Even though it seems that banks holding our money are providing services “for free”, this is far from truth — in reality, banks extract quite a lot of value from their clients’ capital, by investing the capital into relatively safe assets like gov treasuries, ETFs, etc. Key idea here is that “being able to manage someone’s capital” has value. This is the reason for why banks often pay their customers, especially to attract new customers. (Since “changing a bank” is an extremely rare occasion in practice, banks do not worry as much about retaining customers.)

Remark 2: even if banks would just maintain a ledger of our monies (”watch the balances” as opposed to “have the balances”), they still would have too much power and therefore heavily skewed economic incentives. (As an example: we will stop watching your balances unless you deposit your money to us.)

5. Substitute bank by a set of nodes: node maintain (validate the signatures/balances) a shared ledger of balances.


Benefit: no centralized control ⇒ no collusion.

Remark 1: since there is many transactions, it is convenient to confirm (=validate signatures/balances) txs in “batches”, or, as we call them, blocks. As a result, we obtain a data structure called block chain. We add in there hashes to make it tamper-evident.



Remark 2: in reality, the division between users / nodes happens by downloading different kinds of open-source software. The fact that it is open-source is extremely important to eliminate security/centralization risks. Another extremely important consequence is that anyone can download and run software, and so therefore anyone can become a node in the network — this makes the system permissionless.

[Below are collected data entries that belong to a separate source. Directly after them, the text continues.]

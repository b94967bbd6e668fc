use std::time::Duration;

use tracing::{debug, info, warn};

use super::state::StateToken;
use crate::error::{GrantError, Result, StateViolation};
use crate::grant::{store_tokens_in, AccessToken, GrantExchanger, GrantType};
use crate::scope::ScopeSet;

pub const AUTHORIZE_PATH: &str = "/v2/authorize";
/// Storage key prefix for the per-session CSRF nonce.
pub const STATE_KEY_PREFIX: &str = "oauth_state_";
/// How long a started login may wait for its callback.
pub const STATE_TTL: Duration = Duration::from_secs(10 * 60);

/// Result of a completed authorization-code flow.
#[derive(Debug, Clone)]
pub struct AuthorizationOutcome {
    pub token: AccessToken,
    /// Application data sealed into the state at `start`.
    pub state_payload: Vec<u8>,
}

/// Authorization-code grant: `Idle -> AwaitingCallback -> Completed`.
///
/// The flow itself is stateless; the pending nonce lives in plain storage
/// under `oauth_state_{session}` between [`start`](Self::start) and
/// [`complete`](Self::complete), which may run in different requests.
///
/// # Example
/// ```no_run
/// # async fn run(exchanger: grantline::grant::GrantExchanger) -> grantline::error::Result<()> {
/// use grantline::flows::AuthorizationCodeFlow;
///
/// let flow = AuthorizationCodeFlow::new(exchanger, "session-1")
///     .with_state_payload("/listen");
/// let redirect = flow.start(&["identity.readonly"])?;
/// // ... user signs in, server calls back with ?code=..&state=..
/// let token = flow.complete("code-from-callback", "state-from-callback").await?;
/// # Ok(())
/// # }
/// ```
pub struct AuthorizationCodeFlow {
    exchanger: GrantExchanger,
    session: String,
    state_payload: Vec<u8>,
}

impl AuthorizationCodeFlow {
    pub fn new(exchanger: GrantExchanger, session: impl Into<String>) -> Self {
        Self {
            exchanger,
            session: session.into(),
            state_payload: Vec::new(),
        }
    }

    /// Application data carried encrypted through the state parameter.
    pub fn with_state_payload(mut self, payload: impl Into<Vec<u8>>) -> Self {
        self.state_payload = payload.into();
        self
    }

    pub fn session(&self) -> &str {
        &self.session
    }

    pub fn state_key(&self) -> String {
        format!("{STATE_KEY_PREFIX}{}", self.session)
    }

    /// The configured callback URL.
    pub fn redirect_uri(&self) -> Result<String> {
        let providers = self.exchanger.ensure_providers()?;
        Ok(providers.credentials.redirect_uri)
    }

    /// Build the authorize redirect and remember its nonce.
    ///
    /// A second `start` for the same session replaces the nonce, so an
    /// earlier redirect can no longer complete.
    pub fn start<S: AsRef<str>>(&self, scopes: &[S]) -> Result<String> {
        let providers = self.exchanger.ensure_providers()?;
        let scopes = ScopeSet::new(scopes)?;
        let encryption = providers.require_encryption()?;

        let state = StateToken::seal(&self.state_payload, encryption)?;
        providers
            .storage
            .set(&self.state_key(), state.nonce(), Some(STATE_TTL))?;

        let credentials = &providers.credentials;
        let scope = scopes.joined();
        let state = state.to_string();
        let params = [
            ("client_id", credentials.client_id.as_str()),
            ("redirect_uri", credentials.redirect_uri.as_str()),
            ("response_type", "code"),
            ("scope", scope.as_str()),
            ("state", state.as_str()),
        ];
        let query = params
            .iter()
            .map(|(k, v)| format!("{}={}", k, urlencoding::encode(v)))
            .collect::<Vec<_>>()
            .join("&");

        debug!(session = %self.session, scopes = %scopes, "authorization started");
        Ok(format!(
            "{}{AUTHORIZE_PATH}?{query}",
            providers.config.authorization_host()
        ))
    }

    /// Verify the callback state, exchange the code, and store the tokens.
    pub async fn complete(&self, code: &str, returned_state: &str) -> Result<AccessToken> {
        self.complete_with_payload(code, returned_state)
            .await
            .map(|outcome| outcome.token)
    }

    /// Like [`complete`](Self::complete), also returning the decrypted state payload.
    pub async fn complete_with_payload(
        &self,
        code: &str,
        returned_state: &str,
    ) -> Result<AuthorizationOutcome> {
        let providers = self.exchanger.ensure_providers()?;
        if code.trim().is_empty() {
            return Err(GrantError::InvalidArgument(
                "authorization code is required".to_string(),
            ));
        }
        if returned_state.trim().is_empty() {
            return Err(GrantError::InvalidArgument("state is required".to_string()));
        }
        let encryption = providers.require_encryption()?;

        let state = match StateToken::parse(returned_state) {
            Ok(state) => state,
            Err(err) => {
                warn!(session = %self.session, "callback state has no colon separator");
                return Err(err);
            }
        };

        let key = self.state_key();
        if providers.storage.get(&key)?.is_none() {
            warn!(session = %self.session, "no stored nonce for callback");
            return Err(GrantError::StateIntegrity(StateViolation::NoStoredNonce));
        }
        if !providers.storage.compare(&key, state.nonce())? {
            warn!(session = %self.session, "callback nonce does not match stored nonce");
            return Err(GrantError::StateIntegrity(StateViolation::NonceMismatch));
        }
        let state_payload = state.open(encryption)?;

        let token = self
            .exchanger
            .exchange_with(
                &providers,
                GrantType::AuthorizationCode,
                &[
                    ("code", code),
                    ("redirect_uri", providers.credentials.redirect_uri.as_str()),
                ],
            )
            .await?;

        store_tokens_in(providers.secure_storage, &token)?;
        providers.storage.remove(&key)?;
        info!(session = %self.session, "authorization code exchanged");

        Ok(AuthorizationOutcome {
            token,
            state_payload,
        })
    }
}
//! Error types for grantline.

use std::fmt;

use thiserror::Error;

/// Which state check rejected a callback.
///
/// `NoStoredNonce` and `NonceMismatch` are kept apart so callers can tell an
/// expired or foreign session from a forged one.
#[derive(Debug, Clone, Copy, PartialEq, Eq)]
pub enum StateViolation {
    /// The returned state has no `nonce:payload` colon split.
    MissingSeparator,
    /// Nothing is stored for this session (expired, never started, or consumed).
    NoStoredNonce,
    /// A nonce is stored but the returned one does not match it.
    NonceMismatch,
}

impl fmt::Display for StateViolation {
    fn fmt(&self, f: &mut fmt::Formatter<'_>) -> fmt::Result {
        let text = match self {
            Self::MissingSeparator => "colon separator missing",
            Self::NoStoredNonce => "invalid state, no nonce on record for this session",
            Self::NonceMismatch => "server state mismatch",
        };
        f.write_str(text)
    }
}

/// Primary error type for all grant-flow operations.
#[derive(Error, Debug)]
pub enum GrantError {
    #[error("Configuration error: {0}")]
    Configuration(String),

    #[error("Security configuration error: {0}")]
    SecurityConfiguration(String),

    #[error("Invalid argument: {0}")]
    InvalidArgument(String),

    #[error("Invalid state returned from OAuth server, {0}")]
    StateIntegrity(StateViolation),

    #[error("Token exchange failed (status {status}): {message}")]
    TokenExchange { status: u16, message: String },

    #[error("Device code request failed (status {status}): {message}")]
    DeviceCodeRequest { status: u16, message: String },

    #[error("Authorization pending")]
    AuthorizationPending,

    #[error("Authorization pending, polling too fast")]
    SlowDown,

    #[error("Malformed response: {0}")]
    MalformedResponse(String),

    #[error("Decryption error: {0}")]
    Decryption(String),

    #[error("Not found: {0}")]
    NotFound(String),

    #[error("Network error: {0}")]
    Network(String),

    #[error("Timeout after {0}ms")]
    Timeout(u64),

    #[error("Storage error: {0}")]
    Storage(String),
}

/// Broad error category for routing recovery logic.
#[derive(Debug, Clone, Copy, PartialEq, Eq)]
pub enum ErrorCategory {
    /// Missing or unsafe collaborators. Fix the setup; never retry.
    Setup,
    /// The caller passed bad input.
    Caller,
    /// CSRF or tamper condition on the state parameter.
    Integrity,
    /// The authorization server rejected the request.
    Remote,
    /// Device authorization not finished yet; poll again after `interval`.
    Pending,
    /// Corrupt response or ciphertext.
    Protocol,
    /// Nothing on record.
    Missing,
    Network,
    Storage,
}

impl GrantError {
    /// Build a `TokenExchange` error.
    pub fn token_exchange(status: u16, message: impl Into<String>) -> Self {
        Self::TokenExchange {
            status,
            message: message.into(),
        }
    }

    /// Build a `DeviceCodeRequest` error.
    pub fn device_code_request(status: u16, message: impl Into<String>) -> Self {
        Self::DeviceCodeRequest {
            status,
            message: message.into(),
        }
    }

    /// Classify this error into a category.
    pub fn category(&self) -> ErrorCategory {
        match self {
            Self::Configuration(_) | Self::SecurityConfiguration(_) => ErrorCategory::Setup,
            Self::InvalidArgument(_) => ErrorCategory::Caller,
            Self::StateIntegrity(_) => ErrorCategory::Integrity,
            Self::TokenExchange { .. } | Self::DeviceCodeRequest { .. } => ErrorCategory::Remote,
            Self::AuthorizationPending | Self::SlowDown => ErrorCategory::Pending,
            Self::MalformedResponse(_) | Self::Decryption(_) => ErrorCategory::Protocol,
            Self::NotFound(_) => ErrorCategory::Missing,
            Self::Network(_) | Self::Timeout(_) => ErrorCategory::Network,
            Self::Storage(_) => ErrorCategory::Storage,
        }
    }

    /// Whether a device-code poll should be repeated after the server interval.
    pub fn is_pending(&self) -> bool {
        self.category() == ErrorCategory::Pending
    }

    /// Whether the current flow must be abandoned.
    pub fn is_fatal(&self) -> bool {
        !matches!(
            self.category(),
            ErrorCategory::Pending | ErrorCategory::Network
        )
    }

    /// The state check that failed, if this is a state-integrity error.
    pub fn state_violation(&self) -> Option<StateViolation> {
        match self {
            Self::StateIntegrity(violation) => Some(*violation),
            _ => None,
        }
    }
}

impl From<reqwest::Error> for GrantError {
    fn from(error: reqwest::Error) -> Self {
        if error.is_timeout() {
            return Self::Network(format!("request timed out: {error}"));
        }
        Self::Network(error.to_string())
    }
}

impl From<std::io::Error> for GrantError {
    fn from(error: std::io::Error) -> Self {
        Self::Storage(error.to_string())
    }
}

impl From<serde_json::Error> for GrantError {
    fn from(error: serde_json::Error) -> Self {
        Self::MalformedResponse(error.to_string())
    }
}

impl From<toml::de::Error> for GrantError {
    fn from(error: toml::de::Error) -> Self {
        Self::Storage(error.to_string())
    }
}

impl From<toml::ser::Error> for GrantError {
    fn from(error: toml::ser::Error) -> Self {
        Self::Storage(error.to_string())
    }
}

/// Convenience alias.
pub type Result<T> = std::result::Result<T, GrantError>;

Problem: free-ride problem — people will happily use such a public good type of a service, but why would nodes actually maintain the ledger?

6. Introduce fees: Alice signs messages of type “Alice_tx#174: Alice sends Bob 2 e-coins, and pays 0.1 e-coin as a fee to the node validating this tx”.


Benefit: nodes now have an economic incentive to maintain the network.

Problem: double-spending is still possible for Alice — she, having only 2.1 e-coins, can simultaneously (1) send 2 e-coins to Bob and broadcast it to one set of nodes; (2) send 2 e-coins to Charlie and broadcast it to another set of nodes.



Thus we need a way for nodes to stay in sync. We say that nodes need to achieve consensus.

7. Make nodes do some sort of cross-checking, in order for them to achieve consensus (stay in sync). Achieving consensus means that they all agree on the same set of confirmed transactions.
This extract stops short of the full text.